From Classroom Crisis to Digital Push: How Delhi's Schools Reached Their Breaking Point
A decade of infrastructure neglect, pandemic disruption, and rapid urbanisation has forced the capital's education sector into an unprecedented transformation.
A decade of infrastructure neglect, pandemic disruption, and rapid urbanisation has forced the capital's education sector into an unprecedented transformation.

Delhi's education system stands at a crossroads. Walk through the lanes of Old Delhi or the sprawling residential colonies of South Delhi, and the contrasts tell a story of institutional strain accumulated over years. The pathway to this moment—where schools are grappling with outdated facilities, teacher shortages, and the need to rapidly digitise—is rooted in decisions, delays, and demographic pressures that have compounded since the mid-2010s.
The foundation of today's crisis was laid during the 2015-2020 period. While Delhi's population swelled by over 15 per cent, school infrastructure growth limped along. Government schools in areas like Rohini, Dwarka, and East Delhi's newer colonies operated far beyond capacity. Class sizes ballooned to 50-60 students per room—well above the National Council of Educational Research and Training (NCERT) guideline of 35-40 students. Private school fees, meanwhile, escalated from an average ₹80,000-1,20,000 annually to ₹2-3 lakh by 2023, pricing out middle-class families across South Extension, Defence Colony, and Vasant Kunj.
The 2020 pandemic accelerated existing fractures. Schools on Mehrauli Road and in Gurgaon-adjacent Delhi neighbourhoods were among the last to reopen, closing for nearly 18 months. Learning loss was substantial—studies documented a two-year academic lag, particularly in government schools where digital access was scarce. While private institutions near Connaught Place and in Malviya Nagar transitioned swiftly to online learning, their government counterparts in Outer Delhi struggled with no laptops, poor broadband, and teachers unfamiliar with virtual platforms.

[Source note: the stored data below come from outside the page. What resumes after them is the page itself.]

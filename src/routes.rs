//! Routes & Navigation
//!
//! The view table, URL parsing, and the [`Navigator`] seam used by the guard
//! and the request interceptor. In the browser, navigation goes through the
//! History API and a route signal drives the view switch.

use leptos::prelude::*;
use percent_encoding::{percent_decode_str, utf8_percent_encode, AsciiSet, NON_ALPHANUMERIC};

pub const LOGIN_PATH: &str = "/login";
pub const LANDING_PATH: &str = "/deals";

/// Query parameter carrying the view to return to after login
pub const RETURN_URL_PARAM: &str = "returnUrl";

/// Characters left readable inside an encoded `returnUrl`
const RETURN_URL_SET: &AsciiSet = &NON_ALPHANUMERIC
    .remove(b'/')
    .remove(b'-')
    .remove(b'_')
    .remove(b'.')
    .remove(b'~');

const DEAL_ID_SET: &AsciiSet = &NON_ALPHANUMERIC.remove(b'-').remove(b'_');

/// Every view the application can show
#[derive(Debug, Clone, PartialEq, Eq)]
pub enum Route {
    Login { return_url: Option<String> },
    Deals,
    DealNew,
    DealDetail(String),
    DealEdit(String),
    AdminUsers,
    AdminUserNew,
}

impl Route {
    pub fn login() -> Self {
        Self::Login { return_url: None }
    }

    pub fn login_returning_to(url: impl Into<String>) -> Self {
        Self::Login { return_url: Some(url.into()) }
    }

    /// Parse a path with optional query. Unknown paths fall back to login.
    pub fn parse(url: &str) -> Self {
        let (path, query) = match url.split_once('?') {
            Some((path, query)) => (path, Some(query)),
            None => (url, None),
        };
        let path = path.split('#').next().unwrap_or_default();
        let segments: Vec<&str> = path.split('/').filter(|s| !s.is_empty()).collect();

        match segments.as_slice() {
            ["login"] => Self::Login {
                return_url: query.and_then(|q| query_param(q, RETURN_URL_PARAM)),
            },
            ["deals"] => Self::Deals,
            ["deals", "new"] => Self::DealNew,
            ["deals", id] => Self::DealDetail(decode(id)),
            ["deals", id, "edit"] => Self::DealEdit(decode(id)),
            ["admin", "users"] => Self::AdminUsers,
            ["admin", "users", "new"] => Self::AdminUserNew,
            _ => Self::login(),
        }
    }

    /// Full URL for this route, including the encoded `returnUrl`
    pub fn to_url(&self) -> String {
        match self {
            Self::Login { return_url: Some(url) } => format!(
                "{LOGIN_PATH}?{RETURN_URL_PARAM}={}",
                utf8_percent_encode(url, RETURN_URL_SET)
            ),
            Self::Login { return_url: None } => LOGIN_PATH.to_string(),
            Self::Deals => LANDING_PATH.to_string(),
            Self::DealNew => "/deals/new".to_string(),
            Self::DealDetail(id) => format!("/deals/{}", utf8_percent_encode(id, DEAL_ID_SET)),
            Self::DealEdit(id) => format!("/deals/{}/edit", utf8_percent_encode(id, DEAL_ID_SET)),
            Self::AdminUsers => "/admin/users".to_string(),
            Self::AdminUserNew => "/admin/users/new".to_string(),
        }
    }

    /// Everything except the login view needs a session
    pub fn is_protected(&self) -> bool {
        !matches!(self, Self::Login { .. })
    }

    pub fn requires_admin(&self) -> bool {
        matches!(self, Self::AdminUsers | Self::AdminUserNew)
    }
}

fn decode(raw: &str) -> String {
    percent_decode_str(raw).decode_utf8_lossy().into_owned()
}

fn query_param(query: &str, name: &str) -> Option<String> {
    query
        .split('&')
        .filter_map(|pair| pair.split_once('='))
        .find(|(key, _)| *key == name)
        .map(|(_, value)| decode(&value.replace('+', " ")))
        .filter(|value| !value.is_empty())
}

/// True when the app is first loaded straight onto a deals view without a
/// pending `returnUrl`; such loads start at the login view instead.
pub fn needs_startup_redirect(path: &str, search: &str) -> bool {
    let on_deals = path == LANDING_PATH || path.starts_with("/deals/");
    let search = search.trim_start_matches('?');
    on_deals && query_param(search, RETURN_URL_PARAM).is_none()
}

// ========================
// Navigator
// ========================

/// Where navigation requests from non-view code go
pub trait Navigator {
    /// URL of the view currently shown (path and query)
    fn current_url(&self) -> String;

    /// Show `route`; `replace` swaps the current history entry instead of pushing
    fn navigate(&self, route: Route, replace: bool);
}

/// History API navigation feeding the app's route signal
#[derive(Clone, Copy)]
pub struct BrowserNavigator {
    route: RwSignal<Route>,
}

impl BrowserNavigator {
    pub fn new(route: RwSignal<Route>) -> Self {
        Self { route }
    }

    /// Route for the address bar as it is right now
    pub fn location_route() -> Route {
        Route::parse(&location_url().unwrap_or_default())
    }
}

fn location_url() -> Option<String> {
    let location = web_sys::window()?.location();
    let path = location.pathname().ok()?;
    let search = location.search().unwrap_or_default();
    Some(format!("{path}{search}"))
}

impl Navigator for BrowserNavigator {
    fn current_url(&self) -> String {
        location_url().unwrap_or_else(|| self.route.get_untracked().to_url())
    }

    fn navigate(&self, route: Route, replace: bool) {
        let url = route.to_url();
        tracing::debug!(url = %url, replace, "navigate");

        if let Some(history) = web_sys::window().and_then(|w| w.history().ok()) {
            let result = if replace {
                history.replace_state_with_url(&wasm_bindgen::JsValue::NULL, "", Some(&url))
            } else {
                history.push_state_with_url(&wasm_bindgen::JsValue::NULL, "", Some(&url))
            };
            if let Err(e) = result {
                tracing::warn!(url = %url, "history update failed: {:?}", e);
            }
        }

        self.route.set(route);
    }
}

#[cfg(test)]
pub(crate) mod testing {
    use std::cell::RefCell;

    use super::{Navigator, Route};

    /// Records every navigation instead of performing it
    #[derive(Default)]
    pub struct RecordingNavigator {
        pub current: RefCell<String>,
        pub visits: RefCell<Vec<(Route, bool)>>,
    }

    impl RecordingNavigator {
        pub fn at(url: &str) -> Self {
            Self { current: RefCell::new(url.to_string()), visits: RefCell::default() }
        }

        pub fn visits(&self) -> Vec<(Route, bool)> {
            self.visits.borrow().clone()
        }
    }

    impl Navigator for RecordingNavigator {
        fn current_url(&self) -> String {
            self.current.borrow().clone()
        }

        fn navigate(&self, route: Route, replace: bool) {
            *self.current.borrow_mut() = route.to_url();
            self.visits.borrow_mut().push((route, replace));
        }
    }
}

#[cfg(test)]
mod tests {
    use super::*;

    #[test]
    fn test_parse_known_views() {
        assert_eq!(Route::parse("/deals"), Route::Deals);
        assert_eq!(Route::parse("/deals/"), Route::Deals);
        assert_eq!(Route::parse("/deals/new"), Route::DealNew);
        assert_eq!(Route::parse("/deals/abc123"), Route::DealDetail("abc123".to_string()));
        assert_eq!(Route::parse("/deals/abc123/edit"), Route::DealEdit("abc123".to_string()));
        assert_eq!(Route::parse("/admin/users"), Route::AdminUsers);
        assert_eq!(Route::parse("/admin/users/new"), Route::AdminUserNew);
        assert_eq!(Route::parse("/login"), Route::login());
    }

    #[test]
    fn test_unknown_paths_fall_back_to_login() {
        assert_eq!(Route::parse("/"), Route::login());
        assert_eq!(Route::parse(""), Route::login());
        assert_eq!(Route::parse("/reports/2026"), Route::login());
    }

    #[test]
    fn test_return_url_survives_encoding() {
        let route = Route::login_returning_to("/deals/42/edit?tab=notes&x=1");
        let url = route.to_url();
        assert_eq!(url, "/login?returnUrl=/deals/42/edit%3Ftab%3Dnotes%26x%3D1");
        assert_eq!(Route::parse(&url), route);
    }

    #[test]
    fn test_empty_return_url_is_none() {
        assert_eq!(Route::parse("/login?returnUrl="), Route::login());
        assert_eq!(Route::parse("/login?other=1"), Route::login());
    }

    #[test]
    fn test_protection_and_admin_flags() {
        assert!(!Route::login().is_protected());
        assert!(Route::Deals.is_protected());
        assert!(!Route::Deals.requires_admin());
        assert!(Route::AdminUsers.requires_admin());
        assert!(Route::AdminUserNew.requires_admin());
    }

    #[test]
    fn test_startup_redirect() {
        assert!(needs_startup_redirect("/deals", ""));
        assert!(needs_startup_redirect("/deals/7", "?tab=1"));
        assert!(!needs_startup_redirect("/deals", "?returnUrl=%2Fdeals%2F7"));
        assert!(!needs_startup_redirect("/login", ""));
        assert!(!needs_startup_redirect("/admin/users", ""));
        assert!(!needs_startup_redirect("/dealsx", ""));
    }
}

The teacher deficit worsened the situation. Delhi's schools faced nearly 20,000 vacant teaching positions by 2024, with recruitment processes stalled for years. Universities including Delhi University's North and South campuses saw post-doctoral positions frozen, affecting research initiatives and academic morale. The promised recruitment drive in 2023 filled only a fraction of vacancies, leaving institutions like government schools in Badarpur and Kalkaji understaffed.
Infrastructure maintenance became secondary to immediate demands. Colleges along University Avenue and scattered across Delhi's periphery operated with aging buildings, leaking roofs, and inadequate laboratory equipment. Exam halls at Indraprastha College for Women and other institutions faced chronic scheduling issues due to space constraints.
This accumulated strain—demographic pressure, pandemic disruption, funding constraints, and delayed recruitment—forced Delhi's education stakeholders to pivot. Schools now race to integrate technology, prioritise teacher training, and reimagine classroom delivery. Whether these interventions reverse years of institutional decay remains the question shaping Delhi's educational future.
This article was compiled by AI from the sources linked above and screened before publishing. See our editorial standards.